[Items from a dataset]
##########
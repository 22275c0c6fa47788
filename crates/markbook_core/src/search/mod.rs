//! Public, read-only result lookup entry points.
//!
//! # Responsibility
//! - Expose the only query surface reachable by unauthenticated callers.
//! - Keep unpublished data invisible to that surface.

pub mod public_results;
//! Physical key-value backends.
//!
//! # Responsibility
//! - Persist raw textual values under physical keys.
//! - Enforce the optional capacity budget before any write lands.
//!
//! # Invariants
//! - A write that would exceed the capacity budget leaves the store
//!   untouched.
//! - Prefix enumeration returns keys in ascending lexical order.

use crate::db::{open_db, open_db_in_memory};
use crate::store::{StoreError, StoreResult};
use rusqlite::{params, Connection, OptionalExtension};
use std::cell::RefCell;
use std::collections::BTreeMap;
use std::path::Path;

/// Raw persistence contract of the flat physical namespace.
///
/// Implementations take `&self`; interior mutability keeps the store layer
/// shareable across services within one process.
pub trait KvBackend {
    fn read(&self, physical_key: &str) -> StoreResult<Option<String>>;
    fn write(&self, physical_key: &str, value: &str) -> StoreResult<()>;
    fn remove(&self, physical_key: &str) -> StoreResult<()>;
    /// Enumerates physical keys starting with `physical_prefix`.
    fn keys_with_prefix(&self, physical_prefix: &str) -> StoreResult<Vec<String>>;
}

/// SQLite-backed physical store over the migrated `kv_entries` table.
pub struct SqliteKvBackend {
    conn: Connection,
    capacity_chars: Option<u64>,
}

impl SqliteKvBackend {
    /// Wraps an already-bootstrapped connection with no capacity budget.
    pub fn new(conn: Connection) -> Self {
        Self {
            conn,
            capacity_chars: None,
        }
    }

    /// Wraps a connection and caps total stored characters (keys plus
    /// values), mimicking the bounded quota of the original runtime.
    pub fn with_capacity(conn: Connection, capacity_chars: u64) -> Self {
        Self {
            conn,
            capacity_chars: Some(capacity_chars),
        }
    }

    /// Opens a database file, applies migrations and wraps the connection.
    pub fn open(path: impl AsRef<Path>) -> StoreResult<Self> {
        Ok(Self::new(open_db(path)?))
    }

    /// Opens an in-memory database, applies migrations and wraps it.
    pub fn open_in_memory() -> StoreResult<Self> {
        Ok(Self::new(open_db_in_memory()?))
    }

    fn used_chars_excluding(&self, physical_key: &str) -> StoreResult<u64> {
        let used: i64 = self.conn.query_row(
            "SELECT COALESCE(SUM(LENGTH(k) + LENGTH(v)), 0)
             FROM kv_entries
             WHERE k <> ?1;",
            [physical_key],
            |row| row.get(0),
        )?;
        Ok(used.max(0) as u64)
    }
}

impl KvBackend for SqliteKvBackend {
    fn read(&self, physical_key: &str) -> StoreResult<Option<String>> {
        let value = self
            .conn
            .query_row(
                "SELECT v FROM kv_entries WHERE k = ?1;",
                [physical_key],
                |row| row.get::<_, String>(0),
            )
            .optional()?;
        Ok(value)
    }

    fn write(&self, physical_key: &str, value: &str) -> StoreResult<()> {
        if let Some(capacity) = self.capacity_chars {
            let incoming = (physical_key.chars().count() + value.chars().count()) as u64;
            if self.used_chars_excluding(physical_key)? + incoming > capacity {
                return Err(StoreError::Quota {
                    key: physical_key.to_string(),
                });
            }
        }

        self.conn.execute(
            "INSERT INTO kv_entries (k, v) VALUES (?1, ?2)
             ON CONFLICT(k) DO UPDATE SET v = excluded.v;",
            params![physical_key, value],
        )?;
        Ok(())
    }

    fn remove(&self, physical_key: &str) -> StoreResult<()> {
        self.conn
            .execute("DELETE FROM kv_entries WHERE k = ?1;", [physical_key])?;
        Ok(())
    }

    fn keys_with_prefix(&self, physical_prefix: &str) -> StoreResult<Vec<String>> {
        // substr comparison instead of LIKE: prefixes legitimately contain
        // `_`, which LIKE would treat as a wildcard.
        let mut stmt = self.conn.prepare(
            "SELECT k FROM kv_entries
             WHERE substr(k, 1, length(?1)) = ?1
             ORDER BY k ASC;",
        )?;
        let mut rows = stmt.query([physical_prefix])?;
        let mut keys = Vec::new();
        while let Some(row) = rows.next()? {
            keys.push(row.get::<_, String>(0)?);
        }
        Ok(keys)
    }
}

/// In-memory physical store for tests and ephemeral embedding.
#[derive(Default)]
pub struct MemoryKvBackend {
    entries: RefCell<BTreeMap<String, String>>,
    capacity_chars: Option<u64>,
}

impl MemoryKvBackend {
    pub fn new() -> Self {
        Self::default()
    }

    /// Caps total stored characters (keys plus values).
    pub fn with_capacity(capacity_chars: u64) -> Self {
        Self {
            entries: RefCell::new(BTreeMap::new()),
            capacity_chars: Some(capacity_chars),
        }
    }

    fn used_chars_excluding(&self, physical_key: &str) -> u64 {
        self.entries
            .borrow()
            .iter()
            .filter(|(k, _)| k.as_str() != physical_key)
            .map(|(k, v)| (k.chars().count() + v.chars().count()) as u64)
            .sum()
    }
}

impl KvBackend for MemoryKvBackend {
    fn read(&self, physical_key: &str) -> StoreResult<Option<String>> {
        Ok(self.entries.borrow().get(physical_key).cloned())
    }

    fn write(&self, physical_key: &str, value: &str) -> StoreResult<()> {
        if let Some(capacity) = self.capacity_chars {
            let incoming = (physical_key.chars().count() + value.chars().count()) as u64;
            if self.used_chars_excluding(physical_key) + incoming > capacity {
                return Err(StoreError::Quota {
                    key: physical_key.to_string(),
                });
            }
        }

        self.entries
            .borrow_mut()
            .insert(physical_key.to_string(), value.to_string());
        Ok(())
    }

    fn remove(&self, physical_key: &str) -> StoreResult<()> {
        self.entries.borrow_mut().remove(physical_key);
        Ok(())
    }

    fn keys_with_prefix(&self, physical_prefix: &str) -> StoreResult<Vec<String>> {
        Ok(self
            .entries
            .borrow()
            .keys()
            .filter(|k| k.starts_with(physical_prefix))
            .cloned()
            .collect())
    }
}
##########
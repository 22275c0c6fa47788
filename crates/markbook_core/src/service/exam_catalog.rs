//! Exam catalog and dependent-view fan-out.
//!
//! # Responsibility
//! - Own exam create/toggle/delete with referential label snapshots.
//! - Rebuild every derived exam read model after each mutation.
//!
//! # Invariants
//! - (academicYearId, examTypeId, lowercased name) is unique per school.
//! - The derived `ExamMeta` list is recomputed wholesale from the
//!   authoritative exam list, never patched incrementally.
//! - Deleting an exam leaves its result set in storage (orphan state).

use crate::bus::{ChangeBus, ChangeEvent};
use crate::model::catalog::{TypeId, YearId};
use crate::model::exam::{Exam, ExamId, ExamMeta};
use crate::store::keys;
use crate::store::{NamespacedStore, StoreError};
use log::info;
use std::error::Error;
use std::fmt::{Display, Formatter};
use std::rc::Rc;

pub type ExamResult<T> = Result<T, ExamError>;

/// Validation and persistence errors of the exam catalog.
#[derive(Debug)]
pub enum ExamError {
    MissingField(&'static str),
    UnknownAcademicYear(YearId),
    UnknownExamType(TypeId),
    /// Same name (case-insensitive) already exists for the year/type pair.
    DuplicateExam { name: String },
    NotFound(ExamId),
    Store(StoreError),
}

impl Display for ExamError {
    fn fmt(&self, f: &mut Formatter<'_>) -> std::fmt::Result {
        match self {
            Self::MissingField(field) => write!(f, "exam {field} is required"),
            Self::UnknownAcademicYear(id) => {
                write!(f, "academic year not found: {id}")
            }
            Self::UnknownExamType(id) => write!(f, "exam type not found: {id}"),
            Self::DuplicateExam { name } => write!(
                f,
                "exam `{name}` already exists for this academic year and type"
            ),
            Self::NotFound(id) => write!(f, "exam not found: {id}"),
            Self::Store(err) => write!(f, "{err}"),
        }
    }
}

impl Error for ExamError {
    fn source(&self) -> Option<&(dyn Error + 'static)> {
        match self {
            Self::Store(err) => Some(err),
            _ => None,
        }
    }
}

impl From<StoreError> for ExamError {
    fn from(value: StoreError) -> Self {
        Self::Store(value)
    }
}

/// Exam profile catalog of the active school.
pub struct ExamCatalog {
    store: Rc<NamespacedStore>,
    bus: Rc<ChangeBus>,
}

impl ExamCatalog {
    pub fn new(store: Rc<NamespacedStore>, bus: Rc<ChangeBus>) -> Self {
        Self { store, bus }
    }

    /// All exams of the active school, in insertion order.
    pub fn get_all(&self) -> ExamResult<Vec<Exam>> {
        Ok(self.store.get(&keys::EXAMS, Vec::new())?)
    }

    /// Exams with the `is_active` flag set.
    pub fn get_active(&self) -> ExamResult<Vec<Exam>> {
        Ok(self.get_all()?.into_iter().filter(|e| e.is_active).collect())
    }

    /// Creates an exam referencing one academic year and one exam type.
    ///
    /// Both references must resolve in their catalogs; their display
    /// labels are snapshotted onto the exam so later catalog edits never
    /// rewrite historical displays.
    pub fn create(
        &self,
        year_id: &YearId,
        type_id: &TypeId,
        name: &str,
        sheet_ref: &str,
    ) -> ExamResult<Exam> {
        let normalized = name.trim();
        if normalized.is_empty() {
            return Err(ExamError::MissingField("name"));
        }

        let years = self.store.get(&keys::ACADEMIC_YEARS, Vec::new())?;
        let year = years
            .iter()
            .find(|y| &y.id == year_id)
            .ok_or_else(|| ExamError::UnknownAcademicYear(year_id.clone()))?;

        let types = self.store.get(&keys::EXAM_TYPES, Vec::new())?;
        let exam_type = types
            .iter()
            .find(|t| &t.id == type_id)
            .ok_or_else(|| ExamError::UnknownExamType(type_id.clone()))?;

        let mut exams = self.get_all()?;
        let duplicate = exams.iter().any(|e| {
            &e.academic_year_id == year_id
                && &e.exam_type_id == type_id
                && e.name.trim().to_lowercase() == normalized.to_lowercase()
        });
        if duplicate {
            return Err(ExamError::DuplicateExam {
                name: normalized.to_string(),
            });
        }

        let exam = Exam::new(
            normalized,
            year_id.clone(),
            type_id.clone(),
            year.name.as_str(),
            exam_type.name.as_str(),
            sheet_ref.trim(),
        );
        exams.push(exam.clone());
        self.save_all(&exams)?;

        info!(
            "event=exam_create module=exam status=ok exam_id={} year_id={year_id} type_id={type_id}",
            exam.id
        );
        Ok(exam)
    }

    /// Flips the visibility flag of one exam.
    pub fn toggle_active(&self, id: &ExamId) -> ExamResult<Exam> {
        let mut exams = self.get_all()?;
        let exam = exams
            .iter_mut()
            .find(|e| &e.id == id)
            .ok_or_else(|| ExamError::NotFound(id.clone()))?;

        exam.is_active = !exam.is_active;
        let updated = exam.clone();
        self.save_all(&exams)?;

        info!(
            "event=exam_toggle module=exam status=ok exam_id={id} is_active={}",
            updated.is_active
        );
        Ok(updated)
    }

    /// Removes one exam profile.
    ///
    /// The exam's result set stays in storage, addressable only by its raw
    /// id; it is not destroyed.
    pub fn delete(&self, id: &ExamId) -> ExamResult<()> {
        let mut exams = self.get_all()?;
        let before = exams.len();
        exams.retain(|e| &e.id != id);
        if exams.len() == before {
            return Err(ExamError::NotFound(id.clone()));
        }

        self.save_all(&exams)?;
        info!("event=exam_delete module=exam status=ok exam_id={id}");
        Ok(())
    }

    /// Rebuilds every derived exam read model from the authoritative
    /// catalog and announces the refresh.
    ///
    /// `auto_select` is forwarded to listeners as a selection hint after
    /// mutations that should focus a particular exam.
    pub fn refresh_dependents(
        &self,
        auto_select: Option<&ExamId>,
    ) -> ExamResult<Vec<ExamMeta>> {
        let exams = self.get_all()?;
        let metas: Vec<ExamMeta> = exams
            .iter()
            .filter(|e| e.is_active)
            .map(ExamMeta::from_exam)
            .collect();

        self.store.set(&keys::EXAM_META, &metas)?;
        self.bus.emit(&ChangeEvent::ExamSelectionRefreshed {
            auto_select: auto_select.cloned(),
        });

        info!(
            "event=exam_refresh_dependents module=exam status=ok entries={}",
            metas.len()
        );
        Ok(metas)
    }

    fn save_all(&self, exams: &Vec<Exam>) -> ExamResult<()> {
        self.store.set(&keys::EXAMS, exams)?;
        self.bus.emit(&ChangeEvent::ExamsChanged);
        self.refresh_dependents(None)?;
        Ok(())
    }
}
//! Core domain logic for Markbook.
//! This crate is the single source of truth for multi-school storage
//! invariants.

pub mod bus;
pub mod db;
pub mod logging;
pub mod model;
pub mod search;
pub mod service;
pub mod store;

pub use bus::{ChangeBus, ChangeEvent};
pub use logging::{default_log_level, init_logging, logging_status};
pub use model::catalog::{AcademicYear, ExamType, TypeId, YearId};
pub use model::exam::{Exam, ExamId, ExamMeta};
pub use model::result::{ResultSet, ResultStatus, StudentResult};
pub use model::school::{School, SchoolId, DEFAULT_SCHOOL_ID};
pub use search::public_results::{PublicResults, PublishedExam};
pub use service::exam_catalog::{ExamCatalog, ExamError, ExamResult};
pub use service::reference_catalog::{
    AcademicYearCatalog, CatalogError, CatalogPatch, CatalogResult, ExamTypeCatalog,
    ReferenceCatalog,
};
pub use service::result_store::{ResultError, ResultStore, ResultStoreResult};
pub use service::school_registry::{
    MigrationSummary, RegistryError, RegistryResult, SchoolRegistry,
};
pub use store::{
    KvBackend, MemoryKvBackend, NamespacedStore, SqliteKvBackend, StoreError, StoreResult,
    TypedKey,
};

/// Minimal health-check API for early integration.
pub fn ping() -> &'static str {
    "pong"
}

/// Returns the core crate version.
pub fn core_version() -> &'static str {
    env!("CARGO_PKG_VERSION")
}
##########
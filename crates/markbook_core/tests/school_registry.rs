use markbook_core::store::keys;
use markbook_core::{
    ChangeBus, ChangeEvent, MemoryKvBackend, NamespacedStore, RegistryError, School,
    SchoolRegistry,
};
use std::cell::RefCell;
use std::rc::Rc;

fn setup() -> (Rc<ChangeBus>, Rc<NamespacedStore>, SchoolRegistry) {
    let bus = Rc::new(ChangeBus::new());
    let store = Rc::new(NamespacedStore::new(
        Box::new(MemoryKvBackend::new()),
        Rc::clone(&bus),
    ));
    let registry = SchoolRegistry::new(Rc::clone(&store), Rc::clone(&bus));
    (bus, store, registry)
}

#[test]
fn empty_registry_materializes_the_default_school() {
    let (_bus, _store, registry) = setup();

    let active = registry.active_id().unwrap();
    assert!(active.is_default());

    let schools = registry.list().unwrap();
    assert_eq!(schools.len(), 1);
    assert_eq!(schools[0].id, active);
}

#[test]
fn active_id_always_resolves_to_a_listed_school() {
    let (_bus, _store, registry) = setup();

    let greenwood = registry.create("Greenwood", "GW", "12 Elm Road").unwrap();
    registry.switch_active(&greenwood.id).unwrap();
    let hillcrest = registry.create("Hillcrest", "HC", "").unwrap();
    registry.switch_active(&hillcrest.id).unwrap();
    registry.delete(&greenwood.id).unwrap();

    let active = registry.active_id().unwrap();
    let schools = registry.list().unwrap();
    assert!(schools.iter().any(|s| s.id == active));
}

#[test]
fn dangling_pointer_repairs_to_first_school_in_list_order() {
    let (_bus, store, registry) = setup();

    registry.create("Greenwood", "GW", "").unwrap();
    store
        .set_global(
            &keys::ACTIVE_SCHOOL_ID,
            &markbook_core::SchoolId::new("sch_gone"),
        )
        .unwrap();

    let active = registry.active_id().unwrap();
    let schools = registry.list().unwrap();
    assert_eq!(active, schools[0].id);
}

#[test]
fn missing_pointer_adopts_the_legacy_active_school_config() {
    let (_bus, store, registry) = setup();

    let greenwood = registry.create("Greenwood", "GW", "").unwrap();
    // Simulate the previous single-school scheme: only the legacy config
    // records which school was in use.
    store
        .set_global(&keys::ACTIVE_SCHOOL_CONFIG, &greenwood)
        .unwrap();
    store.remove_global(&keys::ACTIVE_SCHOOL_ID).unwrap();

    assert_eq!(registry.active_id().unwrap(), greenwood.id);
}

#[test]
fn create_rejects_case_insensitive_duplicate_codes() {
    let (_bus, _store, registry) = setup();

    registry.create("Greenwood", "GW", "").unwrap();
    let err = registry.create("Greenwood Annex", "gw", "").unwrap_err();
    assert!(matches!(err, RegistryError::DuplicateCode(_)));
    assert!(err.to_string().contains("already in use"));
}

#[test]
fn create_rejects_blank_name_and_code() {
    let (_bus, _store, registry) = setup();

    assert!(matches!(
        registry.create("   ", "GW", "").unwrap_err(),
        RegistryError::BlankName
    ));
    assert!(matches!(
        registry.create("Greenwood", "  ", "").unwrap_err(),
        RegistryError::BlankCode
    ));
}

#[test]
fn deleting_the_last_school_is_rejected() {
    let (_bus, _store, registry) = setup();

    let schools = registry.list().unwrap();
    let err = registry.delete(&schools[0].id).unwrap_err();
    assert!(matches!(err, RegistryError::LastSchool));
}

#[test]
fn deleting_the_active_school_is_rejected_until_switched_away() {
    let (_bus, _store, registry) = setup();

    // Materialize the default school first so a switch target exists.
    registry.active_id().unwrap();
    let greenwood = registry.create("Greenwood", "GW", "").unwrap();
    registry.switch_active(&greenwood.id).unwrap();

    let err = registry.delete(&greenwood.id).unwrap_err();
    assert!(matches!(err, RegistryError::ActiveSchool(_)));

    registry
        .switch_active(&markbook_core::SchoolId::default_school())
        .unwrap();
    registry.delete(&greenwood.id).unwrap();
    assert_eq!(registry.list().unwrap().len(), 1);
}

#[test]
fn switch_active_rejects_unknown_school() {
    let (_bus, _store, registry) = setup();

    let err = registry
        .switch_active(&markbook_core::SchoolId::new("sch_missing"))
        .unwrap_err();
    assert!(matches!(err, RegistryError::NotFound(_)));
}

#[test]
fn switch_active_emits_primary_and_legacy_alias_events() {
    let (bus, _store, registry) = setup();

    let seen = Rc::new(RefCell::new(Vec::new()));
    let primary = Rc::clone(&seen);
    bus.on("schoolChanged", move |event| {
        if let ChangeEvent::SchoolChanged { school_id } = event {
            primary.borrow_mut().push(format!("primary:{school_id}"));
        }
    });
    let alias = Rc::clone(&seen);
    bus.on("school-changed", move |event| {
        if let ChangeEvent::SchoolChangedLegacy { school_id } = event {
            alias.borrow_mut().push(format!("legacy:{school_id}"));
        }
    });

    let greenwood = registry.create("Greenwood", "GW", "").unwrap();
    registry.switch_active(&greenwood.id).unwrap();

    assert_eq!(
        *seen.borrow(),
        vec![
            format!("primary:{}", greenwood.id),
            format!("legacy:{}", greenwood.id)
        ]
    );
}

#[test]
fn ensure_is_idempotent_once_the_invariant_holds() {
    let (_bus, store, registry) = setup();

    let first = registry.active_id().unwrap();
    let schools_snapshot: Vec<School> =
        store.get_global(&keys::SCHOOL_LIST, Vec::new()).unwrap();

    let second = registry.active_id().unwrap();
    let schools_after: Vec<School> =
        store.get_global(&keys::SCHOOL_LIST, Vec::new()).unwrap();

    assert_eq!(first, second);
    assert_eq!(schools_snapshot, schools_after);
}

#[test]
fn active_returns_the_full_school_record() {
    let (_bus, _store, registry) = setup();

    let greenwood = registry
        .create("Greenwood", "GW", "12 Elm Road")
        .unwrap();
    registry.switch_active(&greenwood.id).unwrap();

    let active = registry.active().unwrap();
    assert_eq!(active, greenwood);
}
##########
- [Exercise brief]:
Every line that contains the string "second" should be copied from the entries.

- [Task solution]:
    let second = registry.active_id().unwrap();
    assert_eq!(first, second);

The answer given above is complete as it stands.